By Frederick Mark Gedicks, Guy Anderson Chair & Professor of Law, Brigham Young University Law School
Fr. Robert Araujo, Professor of Law at Loyola University Chicago, and Richard Garnett, Professor of Law & Political Science at the University of Notre Dame, have posted critical reactions on Mirror of Justice to my ACS Issue Brief, “With Religious Liberty for All: A Defense of the Affordable Care Act’s Contraception Coverage Mandate.”
Many of Fr. Araujo’s questions are answered in the Issue Brief, but one comment deserves a direct response. He suggests that I have elevated statutory and regulatory claims to no-cost contraception under the Affordable Care Act over more fundamental constitutional claims under the Free Exercise Clause, which he believes is violated by the mandate.

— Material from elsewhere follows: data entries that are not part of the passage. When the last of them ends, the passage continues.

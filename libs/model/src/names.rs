//! Name types for roster members and cleaning areas.
//!
//! Names are the identity: two members are the same member exactly when
//! their canonical names are equal. The types are distinct so an area
//! name can never be used where a member name is expected.

use crate::define_name;

define_name!(MemberName);
define_name!(AreaName);

#[cfg(test)]
mod tests {
    use super::*;
    use crate::NameError;

    #[test]
    fn test_member_name_roundtrip() {
        let name = MemberName::parse("Alice").unwrap();
        let s = name.to_string();
        let parsed: MemberName = s.parse().unwrap();
        assert_eq!(name, parsed);
    }

    #[test]
    fn test_name_is_trimmed() {
        let name = MemberName::parse("  Alice  ").unwrap();
        assert_eq!(name.as_str(), "Alice");
    }

    #[test]
    fn test_empty_name_rejected() {
        assert_eq!(MemberName::parse(""), Err(NameError::Empty));
        assert_eq!(MemberName::parse("   "), Err(NameError::Empty));
    }

    #[test]
    fn test_over_long_name_rejected() {
        let long = "x".repeat(MemberName::MAX_LEN + 1);
        assert!(matches!(
            MemberName::parse(&long),
            Err(NameError::TooLong { .. })
        ));
    }

    #[test]
    fn test_control_characters_rejected() {
        assert_eq!(
            AreaName::parse("Floor\nWindow"),
            Err(NameError::ControlCharacter)
        );
    }

    #[test]
    fn test_name_json_roundtrip() {
        let name = AreaName::parse("Window cleaning").unwrap();
        let json = serde_json::to_string(&name).unwrap();
        assert_eq!(json, "\"Window cleaning\"");
        let parsed: AreaName = serde_json::from_str(&json).unwrap();
        assert_eq!(name, parsed);
    }

    #[test]
    fn test_invalid_name_rejected_on_deserialize() {
        let result: Result<MemberName, _> = serde_json::from_str("\"  \"");
        assert!(result.is_err());
    }
}
//! Error types for domain validation.

use thiserror::Error;

use crate::names::{AreaName, MemberName};

/// Errors from parsing a member or area name.
#[derive(Debug, Clone, PartialEq, Eq, Error)]
pub enum NameError {
    /// The input was empty or whitespace-only.
    #[error("name is empty")]
    Empty,

    /// The input exceeds the maximum length.
    #[error("name is {actual} bytes, maximum is {max}")]
    TooLong { max: usize, actual: usize },

    /// The input contains control characters.
    #[error("name contains control characters")]
    ControlCharacter,
}

/// Errors from roster operations.
#[derive(Debug, Clone, PartialEq, Eq, Error)]
pub enum RosterError {
    /// A member with this name already exists.
    #[error("member already exists: {0}")]
    Duplicate(MemberName),

    /// No member with this name exists.
    #[error("member not found: {0}")]
    NotFound(MemberName),
}

/// Errors from area list operations.
#[derive(Debug, Clone, PartialEq, Eq, Error)]
pub enum AreaError {
    /// An area with this name already exists.
    #[error("area already exists: {0}")]
    Duplicate(AreaName),

    /// No area with this name exists.
    #[error("area not found: {0}")]
    NotFound(AreaName),

    /// Headcount must be at least one.
    #[error("area {0} has zero headcount")]
    ZeroHeadcount(AreaName),
}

One hears this free exercise rhetoric frequently from mandate opponents, but it misreads constitutional history and misunderstands the content of free exercise rights.
The Free Exercise Clause does not protect a right of believers to be excused or exempted from complying with laws that generally apply to the rest of society, even when such laws burden their religious exercise. The Supreme Court has rarely recognized rights to free exercise exemptions, and then only in a few instances between the early 1960s and the late 1980s. The Court decisively rejected a general right to free-exercise exemptions in Employment Division v. Smith (1990), which it has repeatedly affirmed in the years since, most recently in Christian Legal Society v. Martinez (2010).